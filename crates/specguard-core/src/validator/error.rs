//! Validation error types and the error aggregate
//!
//! Copyright (c) 2025 Specguard Team
//! Licensed under the Apache-2.0 license

use crate::document::PathSegment;
use crate::loader::{LoaderError, ProviderError};
use crate::resolver::{pointer, ResolveError};
use crate::versioning::VersionDetectionError;
use serde::{Deserialize, Serialize};
use std::collections::HashSet;
use std::fmt;
use thiserror::Error;

/// What produced a [`ValidationError`]
#[derive(Debug, Clone, Default, PartialEq, Eq, Hash)]
pub enum ErrorKind {
    /// A meta-schema or schema keyword
    #[default]
    Keyword,
    /// A semantic rule, by id
    Rule(String),
    UnresolvableReference,
    CircularReference,
    /// A condition that stops traversal altogether
    Fatal,
}

/// A single violation with its document location
#[derive(Debug, Clone, PartialEq, Error, Serialize, Deserialize)]
pub struct ValidationError {
    /// Human-readable error message
    pub message: String,
    /// Location in the validated document, from its root
    pub path: Vec<PathSegment>,
    /// Location in the schema or rule set that produced the error
    pub schema_path: Vec<PathSegment>,
    #[serde(skip)]
    pub kind: ErrorKind,
    /// Underlying error, when this one wraps another
    #[serde(default, skip_serializing_if = "Option::is_none")]
    pub cause: Option<Box<ValidationError>>,
    /// Per-branch errors of a failed composition keyword
    #[serde(default, skip_serializing_if = "Vec::is_empty")]
    pub context: Vec<ValidationError>,
}

impl fmt::Display for ValidationError {
    fn fmt(&self, f: &mut fmt::Formatter<'_>) -> fmt::Result {
        write!(f, "Validation error at '#{}': {}", self.pointer(), self.message)
    }
}

impl ValidationError {
    /// Create a new keyword error
    pub fn new<M>(message: M, path: Vec<PathSegment>, schema_path: Vec<PathSegment>) -> Self
    where
        M: Into<String>,
    {
        Self {
            message: message.into(),
            path,
            schema_path,
            kind: ErrorKind::Keyword,
            cause: None,
            context: Vec::new(),
        }
    }

    /// Create an error raised by a semantic rule; the rule id leads the schema path
    pub fn rule<M>(id: &str, message: M, path: Vec<PathSegment>, detail: &[&str]) -> Self
    where
        M: Into<String>,
    {
        let mut schema_path = Vec::with_capacity(detail.len() + 1);
        schema_path.push(PathSegment::from(id));
        schema_path.extend(detail.iter().map(|segment| PathSegment::from(*segment)));
        Self::new(message, path, schema_path).with_kind(ErrorKind::Rule(id.to_string()))
    }

    /// Record a failed `$ref` at the referencing location
    ///
    /// An unresolvable reference keeps the fetch, parse or pointer failure
    /// as its cause.
    pub fn reference(error: &ResolveError, path: Vec<PathSegment>, mut schema_path: Vec<PathSegment>) -> Self {
        schema_path.push(PathSegment::from("$ref"));
        match error.reason() {
            Some(reason) => {
                let cause = Self::new(reason, path.clone(), schema_path.clone());
                Self::new(error.to_string(), path, schema_path)
                    .with_kind(ErrorKind::UnresolvableReference)
                    .with_cause(cause)
            }
            None => Self::new(error.to_string(), path, schema_path).with_kind(ErrorKind::CircularReference),
        }
    }

    /// A condition that prevents traversal of the document
    pub fn fatal<M: Into<String>>(message: M) -> Self {
        Self::new(message, Vec::new(), Vec::new()).with_kind(ErrorKind::Fatal)
    }

    pub fn with_kind(mut self, kind: ErrorKind) -> Self {
        self.kind = kind;
        self
    }

    pub fn with_cause(mut self, cause: ValidationError) -> Self {
        self.cause = Some(Box::new(cause));
        self
    }

    pub fn with_context(mut self, context: Vec<ValidationError>) -> Self {
        self.context = context;
        self
    }

    /// The document location rendered as a JSON pointer
    pub fn pointer(&self) -> String {
        pointer::from_path(&self.path)
    }

    /// The schema location rendered as a JSON pointer
    pub fn schema_pointer(&self) -> String {
        pointer::from_path(&self.schema_path)
    }

    /// Id of the semantic rule that raised this error, if any
    pub fn rule_id(&self) -> Option<&str> {
        match &self.kind {
            ErrorKind::Rule(id) => Some(id),
            _ => None,
        }
    }
}

/// Ordered, de-duplicated collection of errors gathered during one run
#[derive(Debug, Default)]
pub struct ErrorAggregate {
    errors: Vec<ValidationError>,
    seen: HashSet<(Vec<PathSegment>, Vec<PathSegment>, String)>,
}

impl ErrorAggregate {
    pub fn new() -> Self {
        Self::default()
    }

    /// Add an error; returns false when an identical one was already recorded
    pub fn push(&mut self, error: ValidationError) -> bool {
        let key = (error.path.clone(), error.schema_path.clone(), error.message.clone());
        if !self.seen.insert(key) {
            return false;
        }
        self.errors.push(error);
        true
    }

    pub fn len(&self) -> usize {
        self.errors.len()
    }

    pub fn is_empty(&self) -> bool {
        self.errors.is_empty()
    }

    pub fn iter(&self) -> impl Iterator<Item = &ValidationError> {
        self.errors.iter()
    }

    /// Convert to result - Ok if no errors, Err if any errors exist
    pub fn into_result(self) -> Result<(), AggregateValidationError> {
        if self.is_empty() {
            Ok(())
        } else {
            Err(AggregateValidationError {
                errors: self.errors,
            })
        }
    }

    pub fn into_errors(self) -> Vec<ValidationError> {
        self.errors
    }
}

impl Extend<ValidationError> for ErrorAggregate {
    fn extend<I: IntoIterator<Item = ValidationError>>(&mut self, iter: I) {
        for error in iter {
            self.push(error);
        }
    }
}

/// Every violation found in an invalid document, in traversal order
#[derive(Debug, Clone, PartialEq, Error, Serialize, Deserialize)]
pub struct AggregateValidationError {
    pub errors: Vec<ValidationError>,
}

impl fmt::Display for AggregateValidationError {
    fn fmt(&self, f: &mut fmt::Formatter<'_>) -> fmt::Result {
        let noun = if self.errors.len() == 1 { "error" } else { "errors" };
        write!(f, "Document is invalid ({} {}):", self.errors.len(), noun)?;
        for (i, error) in self.errors.iter().enumerate() {
            write!(f, "\n{}. {}", i + 1, error)?;
        }
        Ok(())
    }
}

impl AggregateValidationError {
    pub fn len(&self) -> usize {
        self.errors.len()
    }

    pub fn is_empty(&self) -> bool {
        self.errors.is_empty()
    }

    pub fn iter(&self) -> impl Iterator<Item = &ValidationError> {
        self.errors.iter()
    }
}

impl From<ValidationError> for AggregateValidationError {
    fn from(error: ValidationError) -> Self {
        Self {
            errors: vec![error],
        }
    }
}

/// Failure of a top-level validation call
#[derive(Debug, Error)]
pub enum ValidateError {
    /// The version could not be detected; nothing was validated
    #[error(transparent)]
    Version(#[from] VersionDetectionError),

    /// The document was validated and found invalid
    #[error(transparent)]
    Invalid(#[from] AggregateValidationError),

    /// The root document could not be fetched
    #[error(transparent)]
    Fetch(#[from] ProviderError),

    /// The root document could not be read or parsed
    #[error(transparent)]
    Load(#[from] LoaderError),
}

impl ValidateError {
    /// The collected errors, when the document was validated and found invalid
    pub fn errors(&self) -> Option<&[ValidationError]> {
        match self {
            Self::Invalid(aggregate) => Some(&aggregate.errors),
            _ => None,
        }
    }
}
//! Output formatting and writing utilities
//!
//! This module provides utilities for formatting and writing output
//! in various formats (JSON, YAML, human-readable), including validation
//! summaries and progress indicators.

use crate::cli::OutputFormat;
use crate::error::Result;
use colored::Colorize;
use indicatif::{ProgressBar, ProgressStyle};
use serde::Serialize;
use specguard_core::{OpenApiVersion, Report, ValidationError};
use std::io::{self, IsTerminal, Write};
use std::time::Duration;
use tracing::{debug, trace};

/// A validation error flattened for display and machine-readable output
#[derive(Debug, Clone, PartialEq, Serialize)]
pub struct ReportedError {
    /// JSON pointer of the offending node, without the leading `#`
    pub path: String,
    pub message: String,
    /// Id of the semantic rule that fired, if any
    #[serde(skip_serializing_if = "Option::is_none")]
    pub rule: Option<String>,
    /// JSON pointer into the meta-schema or schema that produced the error
    pub schema_path: String,
    /// Per-branch errors of a failed composition keyword
    #[serde(skip_serializing_if = "Vec::is_empty")]
    pub context: Vec<ReportedError>,
}

impl ReportedError {
    fn from_error(error: &ValidationError, with_context: bool) -> Self {
        Self {
            path: error.pointer(),
            message: error.message.clone(),
            rule: error.rule_id().map(str::to_string),
            schema_path: error.schema_pointer(),
            context: if with_context {
                error
                    .context
                    .iter()
                    .map(|branch| Self::from_error(branch, true))
                    .collect()
            } else {
                Vec::new()
            },
        }
    }
}

/// Outcome of validating one source
#[derive(Debug, Clone, PartialEq, Serialize)]
pub struct ValidationSummary {
    /// Path or URL that was validated
    pub source: String,
    /// OpenAPI version the document was validated as
    pub version: Option<OpenApiVersion>,
    pub valid: bool,
    pub error_count: usize,
    pub errors: Vec<ReportedError>,
}

impl ValidationSummary {
    /// Summarize `report`; composition context is kept only when asked for
    pub fn new(source: impl Into<String>, report: &Report, with_context: bool) -> Self {
        Self {
            source: source.into(),
            version: report.version,
            valid: report.is_valid(),
            error_count: report.errors.len(),
            errors: report
                .errors
                .iter()
                .map(|error| ReportedError::from_error(error, with_context))
                .collect(),
        }
    }
}

/// Trait for formatting output with specialized support for common types
pub trait OutputFormatter {
    /// Format a serializable value
    fn format<T: Serialize>(&self, value: &T) -> Result<String>;

    /// Format a validation summary
    fn format_summary(&self, summary: &ValidationSummary, use_color: bool) -> Result<String>;
}

impl OutputFormatter for OutputFormat {
    fn format<T: Serialize>(&self, value: &T) -> Result<String> {
        match self {
            OutputFormat::Json => Ok(serde_json::to_string(value)?),
            OutputFormat::JsonPretty => Ok(serde_json::to_string_pretty(value)?),
            OutputFormat::Yaml => Ok(serde_yaml::to_string(value)?),
            OutputFormat::Human => {
                // For human format, use pretty JSON as fallback
                Ok(serde_json::to_string_pretty(value)?)
            }
        }
    }

    fn format_summary(&self, summary: &ValidationSummary, use_color: bool) -> Result<String> {
        match self {
            OutputFormat::Human => Ok(format_summary_human(summary, use_color)),
            _ => self.format(summary),
        }
    }
}

/// Output writer that handles different output formats and colors
pub struct OutputWriter {
    format: OutputFormat,
    use_color: bool,
    show_progress: bool,
    quiet: bool,
    writer: Box<dyn Write>,
}

impl OutputWriter {
    /// Create a new output writer
    pub fn new(format: OutputFormat, use_color: bool, quiet: bool, show_progress: bool) -> Self {
        Self {
            format,
            use_color,
            show_progress: show_progress && !quiet && io::stderr().is_terminal(),
            quiet,
            writer: Box::new(io::stdout()),
        }
    }

    /// Create an output writer with a custom writer
    pub fn with_writer(format: OutputFormat, use_color: bool, quiet: bool, writer: Box<dyn Write>) -> Self {
        Self {
            format,
            use_color,
            show_progress: false, // No progress bars with custom writers
            quiet,
            writer,
        }
    }

    /// Write raw output
    pub fn write(&mut self, content: &str) -> Result<()> {
        write!(self.writer, "{}", content)?;
        self.writer.flush()?;
        Ok(())
    }

    /// Write a line of output
    pub fn writeln(&mut self, content: &str) -> Result<()> {
        writeln!(self.writer, "{}", content)?;
        self.writer.flush()?;
        Ok(())
    }

    /// Write an info message
    pub fn info(&mut self, message: &str) -> Result<()> {
        debug!("Output info: {}", message);

        if self.quiet || self.format != OutputFormat::Human {
            return Ok(());
        }

        if self.use_color {
            self.writeln(&format!("{} {}", "ℹ".blue(), message))
        } else {
            self.writeln(&format!("INFO: {}", message))
        }
    }

    /// Write data in the configured format
    pub fn data<T: Serialize>(&mut self, value: &T) -> Result<()> {
        let formatted = self.format.format(value)?;
        trace!(bytes = formatted.len(), "Outputting data");

        if self.format == OutputFormat::Human {
            self.writeln(&formatted)
        } else {
            // Machine formats end with exactly one newline
            self.writeln(formatted.trim_end())
        }
    }

    /// Write a validation summary
    ///
    /// In quiet mode a valid document prints nothing in the human format;
    /// machine formats always print the summary.
    pub fn summary(&mut self, summary: &ValidationSummary) -> Result<()> {
        if self.format != OutputFormat::Human {
            return self.data(summary);
        }
        if self.quiet && summary.valid {
            return Ok(());
        }
        let formatted = self.format.format_summary(summary, self.use_color)?;
        self.write(&formatted)
    }

    /// Create a spinner for indeterminate progress
    pub fn spinner(&self, message: &str) -> Option<ProgressBar> {
        if !self.show_progress {
            return None;
        }

        let pb = ProgressBar::new_spinner();
        pb.set_style(default_spinner_style());
        pb.set_message(message.to_string());
        pb.enable_steady_tick(Duration::from_millis(100));
        Some(pb)
    }
}

/// Helper function to create a spinner style
pub fn default_spinner_style() -> ProgressStyle {
    ProgressStyle::default_spinner()
        .template("{spinner:.green} {msg}")
        .unwrap_or_else(|_| ProgressStyle::default_spinner())
}

/// Format a validation summary for human reading
fn format_summary_human(summary: &ValidationSummary, use_color: bool) -> String {
    let version = summary
        .version
        .map(|version| format!(" OpenAPI {}", version))
        .unwrap_or_default();

    if summary.valid {
        let line = format!("✓ {} is a valid{} document", summary.source, version);
        return if use_color {
            format!("{}\n", line.green())
        } else {
            format!("{}\n", line)
        };
    }

    let noun = if summary.error_count == 1 { "error" } else { "errors" };
    let header = format!(
        "✗ {} is not a valid{} document ({} {})",
        summary.source, version, summary.error_count, noun
    );
    let mut output = if use_color {
        format!("{}\n", header.red().bold())
    } else {
        format!("{}\n", header)
    };

    for (i, error) in summary.errors.iter().enumerate() {
        output.push('\n');
        push_error(&mut output, &format!("{}.", i + 1), error, 0, use_color);
    }

    output
}

fn push_error(output: &mut String, label: &str, error: &ReportedError, depth: usize, use_color: bool) {
    let indent = "   ".repeat(depth);
    let location = format!("#{}", error.path);
    let origin = match &error.rule {
        Some(rule) => format!("rule: {}", rule),
        None => format!("schema: #{}", error.schema_path),
    };

    if use_color {
        output.push_str(&format!("{}{} {}\n", indent, label, location.bold()));
        output.push_str(&format!("{}   {}\n", indent, error.message));
        output.push_str(&format!("{}   {}\n", indent, origin.dimmed()));
    } else {
        output.push_str(&format!("{}{} {}\n", indent, label, location));
        output.push_str(&format!("{}   {}\n", indent, error.message));
        output.push_str(&format!("{}   {}\n", indent, origin));
    }

    for branch in &error.context {
        push_error(output, "-", branch, depth + 1, use_color);
    }
}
-=-=-=-=-
* _WHAT IS EXPECTED_: Count every line in the preceding entries where the string "header" appears, then state only the total.

* _YOUR SOLUTION_: 3